Authored by Jon Street via Campus Reform,

America's second oldest women-only college will begin accepting admission applications from transgender and "non-binary" candidates.

Stephens College in Columbia, Mo. made the announcement in a recent email to students. The college had been discussing the policy change since 2014, according to KOMU-TV.

The new policy will take effect beginning in fall 2019 and arrives not long after the Trump administration's proposed changes to Title IX, which would not legally define "gender,"  thus limiting one's gender identity to that of the sex assigned to them at birth: male or female. It is unclear what impact the proposed Title IX change, if implemented, could have on the new Stephens College policy. 

The U.S. Education Department and Stephens College did not respond to a request for comment in time for publication.

“Admission and continued enrollment in Stephens College’s undergraduate residential program will be restricted exclusively to women, including students who are legally identified as female and who self-identify as women; students who document an ongoing transition to female and who self-identify as women; and students who are legally identified as female but do not fit within the gender binary,” the Stephens College email read. 

Transgender and non-binary students who apply "will be required to prove that they identify and live as women through legal documentation," according to an explainer released by the college.

“The world’s understanding of and definition of womanhood is changing. Stephens is evolving — just as it always has — to ensure that it continues to provide the extraordinary experience of a Stephens College education to all women who will seek and benefit from it," a statement from the college read, according to the Columbia Missourian newspaper

The school further clarified that “because the College has expanded its definition of womanhood to include both sex and gender, it is logically consistent that it also acknowledges both sex and gender in its definition of manhood.”

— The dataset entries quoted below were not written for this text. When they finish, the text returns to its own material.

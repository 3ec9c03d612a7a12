//! Undo/redo behaviour of the device controller observed through the bus

use hc_command::DeviceController;
use hc_core::events::DeviceEvent;
use hc_core::{DeviceStateType, Event};
use hc_event_bus::EventBus;
use parking_lot::Mutex;
use std::sync::Arc;

fn setup() -> (Arc<EventBus>, DeviceController, Arc<Mutex<Vec<DeviceEvent>>>) {
    let bus = Arc::new(EventBus::new());
    let events = Arc::new(Mutex::new(Vec::new()));
    let sink = events.clone();
    bus.subscribe_typed(move |event: &Event<DeviceEvent>| sink.lock().push(event.data.clone()));

    let controller = DeviceController::new(bus.clone());
    controller.register_device("fan_01").unwrap();
    controller.register_device("alarm_01").unwrap();
    (bus, controller, events)
}

fn states(controller: &DeviceController) -> Vec<DeviceStateType> {
    controller
        .device_ids()
        .iter()
        .map(|id| controller.device_state(id).unwrap())
        .collect()
}

#[test]
fn test_n_executes_then_n_undos_restore_every_device() {
    let (_bus, controller, _events) = setup();
    let initial = states(&controller);

    controller.activate("fan_01").unwrap();
    controller.activate("alarm_01").unwrap();
    controller.trigger_error("alarm_01").unwrap();
    controller.start_maintenance("alarm_01").unwrap();
    controller.deactivate("fan_01").unwrap();

    for _ in 0..5 {
        assert!(controller.undo_last().unwrap().is_some());
    }

    assert_eq!(states(&controller), initial);
    assert!(controller.command_history().is_empty());
}

#[test]
fn test_new_command_discards_redo() {
    let (_bus, controller, events) = setup();

    controller.activate("fan_01").unwrap();
    controller.undo_last().unwrap();
    controller.activate("alarm_01").unwrap();
    let published = events.lock().len();

    assert_eq!(controller.redo_last().unwrap(), None);
    assert_eq!(events.lock().len(), published);
    assert_eq!(
        controller.device_state("fan_01").unwrap(),
        DeviceStateType::Idle
    );
}

#[test]
fn test_undo_publishes_inverse_transition() {
    let (_bus, controller, events) = setup();

    controller.activate("fan_01").unwrap();
    controller.undo_last().unwrap();

    let events = events.lock();
    assert_eq!(events.len(), 2);
    assert_eq!(events[1].action, "deactivate");
    assert_eq!(events[1].previous_state, "Active");
    assert_eq!(events[1].new_state, "Idle");
}

#[test]
fn test_maintenance_round_trip() {
    let (_bus, controller, _events) = setup();

    controller.start_maintenance("fan_01").unwrap();
    controller.complete_maintenance("fan_01").unwrap();
    assert_eq!(
        controller.command_history(),
        vec!["Maintenance start fan_01", "Maintenance complete fan_01"]
    );

    controller.undo_last().unwrap();
    assert_eq!(
        controller.device_state("fan_01").unwrap(),
        DeviceStateType::Maintenance
    );
}
//! homecore daemon
//!
//! [`HomeCore`] wires the shared event bus to the sensor loop, the
//! communication service, the device controller and the automation engine.

pub mod communication_service;
pub mod observers;
pub mod sensor_service;

mod error;

pub use communication_service::CommunicationService;
pub use error::{StartupError, StartupResult};
pub use sensor_service::SensorService;

use hc_automation::{rules_from_config, AutomationEngine};
use hc_command::DeviceController;
use hc_components::SensorFactory;
use hc_config::Config;
use hc_event_bus::EventBus;
use std::sync::Arc;
use tracing::{info, warn};

/// The running system, minus the sensor loop
pub struct HomeCore {
    pub config: Config,
    pub bus: Arc<EventBus>,
    pub controller: Arc<DeviceController>,
    pub automation: AutomationEngine,
    /// `None` when running offline
    pub communication: Option<CommunicationService>,
}

impl HomeCore {
    /// Build every service from `config`
    ///
    /// The sensor loop is returned separately so it can be moved onto its own
    /// task.
    pub fn start(config: Config) -> StartupResult<(Self, SensorService)> {
        let bus = Arc::new(EventBus::new());
        observers::install(&bus);

        let mut sensors = SensorService::from_config(bus.clone(), &config.system);
        sensors.add_sensors(
            SensorFactory::new().from_config(&config.sensors),
            &config.pipeline,
        );
        if sensors.initialize() == 0 {
            return Err(StartupError::NoSensors);
        }

        let communication =
            match CommunicationService::from_config(bus.clone(), &config.communication) {
                Ok(service) if service.start() => Some(service),
                Ok(_) => {
                    warn!("Transport unreachable, running offline");
                    None
                }
                Err(e) => {
                    warn!("{}, running offline", e);
                    None
                }
            };

        let controller = Arc::new(DeviceController::new(bus.clone()));
        controller.register_device(config.devices.fan.id.clone())?;
        controller.register_device(config.devices.alarm.id.clone())?;

        let automation = AutomationEngine::new(bus.clone(), controller.clone());
        for rule in rules_from_config(&config.devices) {
            automation.add_rule(rule)?;
        }
        automation.start_listening();

        info!(
            "homecore started: {} sensors, {} devices, {} rules",
            sensors.sensor_count(),
            controller.device_count(),
            automation.rule_count()
        );

        Ok((
            Self {
                config,
                bus,
                controller,
                automation,
                communication,
            },
            sensors,
        ))
    }

    /// Walk the devices through undo/redo, maintenance and error recovery
    pub fn demonstrate(&self) {
        let fan = self.config.devices.fan.id.as_str();
        let alarm = self.config.devices.alarm.id.as_str();

        info!("Command history: {:?}", self.controller.command_history());
        for result in [self.controller.undo_last(), self.controller.redo_last()] {
            match result {
                Ok(Some(description)) => info!("Replayed: {}", description),
                Ok(None) => {}
                Err(e) => warn!("{}", e),
            }
        }

        let steps = [
            self.controller.start_maintenance(fan),
            self.controller.complete_maintenance(fan),
        ];
        for result in steps {
            if let Err(e) = result {
                warn!("{}", e);
            }
        }

        if let Err(e) = self.controller.activate(alarm) {
            warn!("{}", e);
        }
        if let Err(e) = self.controller.trigger_error(alarm) {
            warn!("{}", e);
        }
        if let Err(e) = self.controller.reset(alarm) {
            warn!("{}", e);
        }
    }

    /// Stop services in reverse start order
    pub fn shutdown(&self) {
        info!("Shutting down");
        self.automation.shutdown();
        if let Some(communication) = &self.communication {
            communication.shutdown();
        }
    }
}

As a result, current students who are transitioning into males will be permitted to finish their current semesters. After that, they will no longer be eligible to enroll in classes. Students who are currently transitioning to males while applying to Stephens College also are not eligible for admission.

As KOMU-TV noted, students' reactions to the newly announced policy varied. 

“I like that trans-women are allowed here and they also accept that non-binary is a thing,” student Kasper Ramirez, a transgender male, said.  However, if Ramirez were to apply to the school today,

“I definitely would be denied. I would probably have to find a new college, which is really upsetting because I love it here." 

Ramirez is currently enrolled, however, and therefore will not be impacted by the new policy. 

Another current student, Sally Russell, expressed concern with the change:

We are required to live on campus, so how are the dorm arrangements going to go? If someone has male genitalia and is living within the women’s dorms, people have been really scared since a lot of people on campus have roommates and share bathrooms.”

Russell also wondered about current students who were admitted under the old admission policy but who are now transitioning to males.

“How are they going to feel being that they're technically not supposed to be here, but they're grandfathered?” the student said to KOMU-TV.

The country's oldest women-only college, Salem College in North Carolina, reportedly considered a similar policy in 2013, although the proposal that was discussed did not specifically contain the word "transgender." Asked by the Winston-Salem Journal at the time why it did not include "transgender" in the phrasing, Salem College spokeswoman Michelle Melton said, "does it need to be?" 

“The trustees have affirmed Salem's mission to admit only women in its undergraduate traditional degree program. Salem will not discuss its students," Melton added.